## Available data

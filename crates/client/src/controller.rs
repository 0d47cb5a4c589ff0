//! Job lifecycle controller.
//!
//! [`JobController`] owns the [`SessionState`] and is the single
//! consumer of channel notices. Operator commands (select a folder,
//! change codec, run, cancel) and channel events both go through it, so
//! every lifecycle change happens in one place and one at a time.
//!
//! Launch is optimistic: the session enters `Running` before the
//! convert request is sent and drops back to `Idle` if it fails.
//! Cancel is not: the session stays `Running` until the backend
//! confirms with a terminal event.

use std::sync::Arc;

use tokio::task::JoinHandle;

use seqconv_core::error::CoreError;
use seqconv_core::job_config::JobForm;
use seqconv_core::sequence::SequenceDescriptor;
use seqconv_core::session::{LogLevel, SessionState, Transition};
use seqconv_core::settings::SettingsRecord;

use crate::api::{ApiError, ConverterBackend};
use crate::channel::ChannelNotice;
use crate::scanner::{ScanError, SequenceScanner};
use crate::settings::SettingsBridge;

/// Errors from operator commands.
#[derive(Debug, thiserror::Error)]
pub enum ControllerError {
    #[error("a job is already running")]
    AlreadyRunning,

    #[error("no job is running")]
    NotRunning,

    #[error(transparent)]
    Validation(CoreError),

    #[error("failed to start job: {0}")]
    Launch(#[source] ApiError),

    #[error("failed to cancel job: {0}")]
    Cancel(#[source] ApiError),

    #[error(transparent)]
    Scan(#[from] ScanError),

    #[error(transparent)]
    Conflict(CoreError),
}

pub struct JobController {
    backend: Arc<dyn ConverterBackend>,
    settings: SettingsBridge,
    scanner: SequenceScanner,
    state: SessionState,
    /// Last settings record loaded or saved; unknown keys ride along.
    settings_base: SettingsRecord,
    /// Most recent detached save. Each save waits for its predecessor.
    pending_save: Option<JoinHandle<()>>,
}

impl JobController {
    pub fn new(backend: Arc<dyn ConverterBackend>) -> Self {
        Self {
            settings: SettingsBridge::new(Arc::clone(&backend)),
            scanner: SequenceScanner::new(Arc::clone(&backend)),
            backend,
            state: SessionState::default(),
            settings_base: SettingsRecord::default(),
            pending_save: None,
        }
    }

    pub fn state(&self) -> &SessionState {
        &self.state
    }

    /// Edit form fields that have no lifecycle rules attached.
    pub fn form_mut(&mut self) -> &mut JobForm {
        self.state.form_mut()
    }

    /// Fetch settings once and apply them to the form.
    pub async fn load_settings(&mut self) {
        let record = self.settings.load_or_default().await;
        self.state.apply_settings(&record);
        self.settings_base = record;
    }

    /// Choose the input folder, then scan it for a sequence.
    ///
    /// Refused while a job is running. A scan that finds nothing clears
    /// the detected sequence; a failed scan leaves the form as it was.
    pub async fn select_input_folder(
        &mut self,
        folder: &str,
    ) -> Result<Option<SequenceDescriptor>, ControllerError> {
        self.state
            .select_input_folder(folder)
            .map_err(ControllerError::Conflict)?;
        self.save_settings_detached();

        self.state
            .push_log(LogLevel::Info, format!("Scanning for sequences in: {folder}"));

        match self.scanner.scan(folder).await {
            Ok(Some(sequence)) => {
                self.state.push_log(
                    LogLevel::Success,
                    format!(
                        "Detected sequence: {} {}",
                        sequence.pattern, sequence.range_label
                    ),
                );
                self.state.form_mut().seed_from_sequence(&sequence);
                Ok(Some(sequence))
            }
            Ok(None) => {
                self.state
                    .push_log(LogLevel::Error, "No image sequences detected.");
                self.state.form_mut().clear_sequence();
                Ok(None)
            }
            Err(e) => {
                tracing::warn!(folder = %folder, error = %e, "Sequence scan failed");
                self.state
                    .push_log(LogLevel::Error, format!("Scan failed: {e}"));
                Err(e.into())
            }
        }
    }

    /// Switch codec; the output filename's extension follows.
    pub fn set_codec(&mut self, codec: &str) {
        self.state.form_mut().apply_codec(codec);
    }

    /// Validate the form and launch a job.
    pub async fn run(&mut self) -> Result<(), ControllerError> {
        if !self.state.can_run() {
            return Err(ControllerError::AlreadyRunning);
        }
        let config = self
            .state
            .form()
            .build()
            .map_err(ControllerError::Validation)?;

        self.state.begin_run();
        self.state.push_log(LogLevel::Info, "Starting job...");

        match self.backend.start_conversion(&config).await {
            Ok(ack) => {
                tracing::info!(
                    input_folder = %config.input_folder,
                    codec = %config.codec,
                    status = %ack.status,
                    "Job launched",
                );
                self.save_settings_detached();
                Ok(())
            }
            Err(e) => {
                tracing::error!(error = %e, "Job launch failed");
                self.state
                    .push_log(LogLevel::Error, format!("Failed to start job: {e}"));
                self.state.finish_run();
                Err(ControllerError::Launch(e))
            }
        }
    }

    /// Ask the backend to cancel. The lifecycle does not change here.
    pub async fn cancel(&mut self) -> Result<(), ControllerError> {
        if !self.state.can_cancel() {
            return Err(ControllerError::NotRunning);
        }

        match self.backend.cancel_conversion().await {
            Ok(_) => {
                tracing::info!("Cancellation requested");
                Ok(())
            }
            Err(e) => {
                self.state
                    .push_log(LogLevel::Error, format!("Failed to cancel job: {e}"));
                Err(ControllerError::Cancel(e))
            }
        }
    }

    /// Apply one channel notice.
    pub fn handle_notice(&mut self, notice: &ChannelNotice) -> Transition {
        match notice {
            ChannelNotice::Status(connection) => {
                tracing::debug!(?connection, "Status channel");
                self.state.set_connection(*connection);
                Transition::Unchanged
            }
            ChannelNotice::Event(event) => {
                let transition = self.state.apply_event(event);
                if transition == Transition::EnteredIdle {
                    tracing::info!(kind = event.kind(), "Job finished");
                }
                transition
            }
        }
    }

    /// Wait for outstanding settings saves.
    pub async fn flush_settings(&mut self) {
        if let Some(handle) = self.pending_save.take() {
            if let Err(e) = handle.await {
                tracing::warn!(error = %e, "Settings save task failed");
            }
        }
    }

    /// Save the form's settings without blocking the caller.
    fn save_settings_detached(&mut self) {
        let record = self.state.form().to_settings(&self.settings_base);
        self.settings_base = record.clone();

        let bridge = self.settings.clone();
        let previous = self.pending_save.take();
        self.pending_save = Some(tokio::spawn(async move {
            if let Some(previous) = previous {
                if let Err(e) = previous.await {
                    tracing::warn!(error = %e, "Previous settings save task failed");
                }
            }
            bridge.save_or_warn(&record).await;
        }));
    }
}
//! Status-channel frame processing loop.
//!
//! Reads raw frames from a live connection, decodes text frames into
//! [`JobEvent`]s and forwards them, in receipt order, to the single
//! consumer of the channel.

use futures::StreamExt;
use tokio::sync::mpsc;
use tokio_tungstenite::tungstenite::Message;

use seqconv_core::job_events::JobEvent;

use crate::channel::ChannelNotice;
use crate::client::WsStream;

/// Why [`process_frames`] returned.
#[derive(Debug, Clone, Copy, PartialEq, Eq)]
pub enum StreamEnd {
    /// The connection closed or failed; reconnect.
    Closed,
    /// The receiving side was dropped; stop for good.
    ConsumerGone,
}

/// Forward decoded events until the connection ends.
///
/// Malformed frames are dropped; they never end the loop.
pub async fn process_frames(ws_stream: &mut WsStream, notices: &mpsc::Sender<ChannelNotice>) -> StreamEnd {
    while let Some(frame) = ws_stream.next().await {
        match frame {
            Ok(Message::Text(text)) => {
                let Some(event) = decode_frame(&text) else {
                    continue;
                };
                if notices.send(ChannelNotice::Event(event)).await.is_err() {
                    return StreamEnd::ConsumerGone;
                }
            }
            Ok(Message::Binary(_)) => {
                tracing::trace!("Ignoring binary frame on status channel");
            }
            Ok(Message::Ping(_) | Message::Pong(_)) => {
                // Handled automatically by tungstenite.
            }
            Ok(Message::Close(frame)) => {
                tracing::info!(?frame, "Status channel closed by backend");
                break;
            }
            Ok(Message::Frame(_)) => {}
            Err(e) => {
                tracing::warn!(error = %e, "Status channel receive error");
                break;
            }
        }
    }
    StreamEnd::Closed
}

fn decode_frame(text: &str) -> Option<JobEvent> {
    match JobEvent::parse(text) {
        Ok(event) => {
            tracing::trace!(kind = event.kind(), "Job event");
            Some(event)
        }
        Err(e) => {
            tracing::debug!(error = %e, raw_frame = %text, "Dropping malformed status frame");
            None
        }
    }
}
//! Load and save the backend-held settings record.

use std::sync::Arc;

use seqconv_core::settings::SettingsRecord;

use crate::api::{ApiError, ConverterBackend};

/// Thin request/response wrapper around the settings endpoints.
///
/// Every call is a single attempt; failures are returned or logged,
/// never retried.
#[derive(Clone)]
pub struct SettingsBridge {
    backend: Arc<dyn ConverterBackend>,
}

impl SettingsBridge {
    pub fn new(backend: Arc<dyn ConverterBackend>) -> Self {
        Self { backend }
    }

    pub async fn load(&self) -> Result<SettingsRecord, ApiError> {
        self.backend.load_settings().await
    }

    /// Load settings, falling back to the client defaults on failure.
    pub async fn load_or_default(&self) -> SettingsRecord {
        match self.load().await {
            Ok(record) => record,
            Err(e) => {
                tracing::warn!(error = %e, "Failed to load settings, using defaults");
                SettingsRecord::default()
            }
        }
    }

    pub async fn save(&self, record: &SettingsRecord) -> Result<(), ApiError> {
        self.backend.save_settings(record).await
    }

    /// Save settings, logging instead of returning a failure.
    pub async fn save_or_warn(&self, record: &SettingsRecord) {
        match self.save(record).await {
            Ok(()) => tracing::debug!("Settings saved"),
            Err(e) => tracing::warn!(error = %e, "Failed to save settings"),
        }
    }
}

## To do
Exactly as they appear, retype the lines from the start of the records through the line containing "consumer of channel".

## Solved problem
filename crates/client/src/controller.rs
repository 0d47cb5a4c589ff0
//! Job lifecycle controller.
//!
//! [`JobController`] owns the [`SessionState`] and is the single
//! consumer of channel notices. Operator commands (select a folder,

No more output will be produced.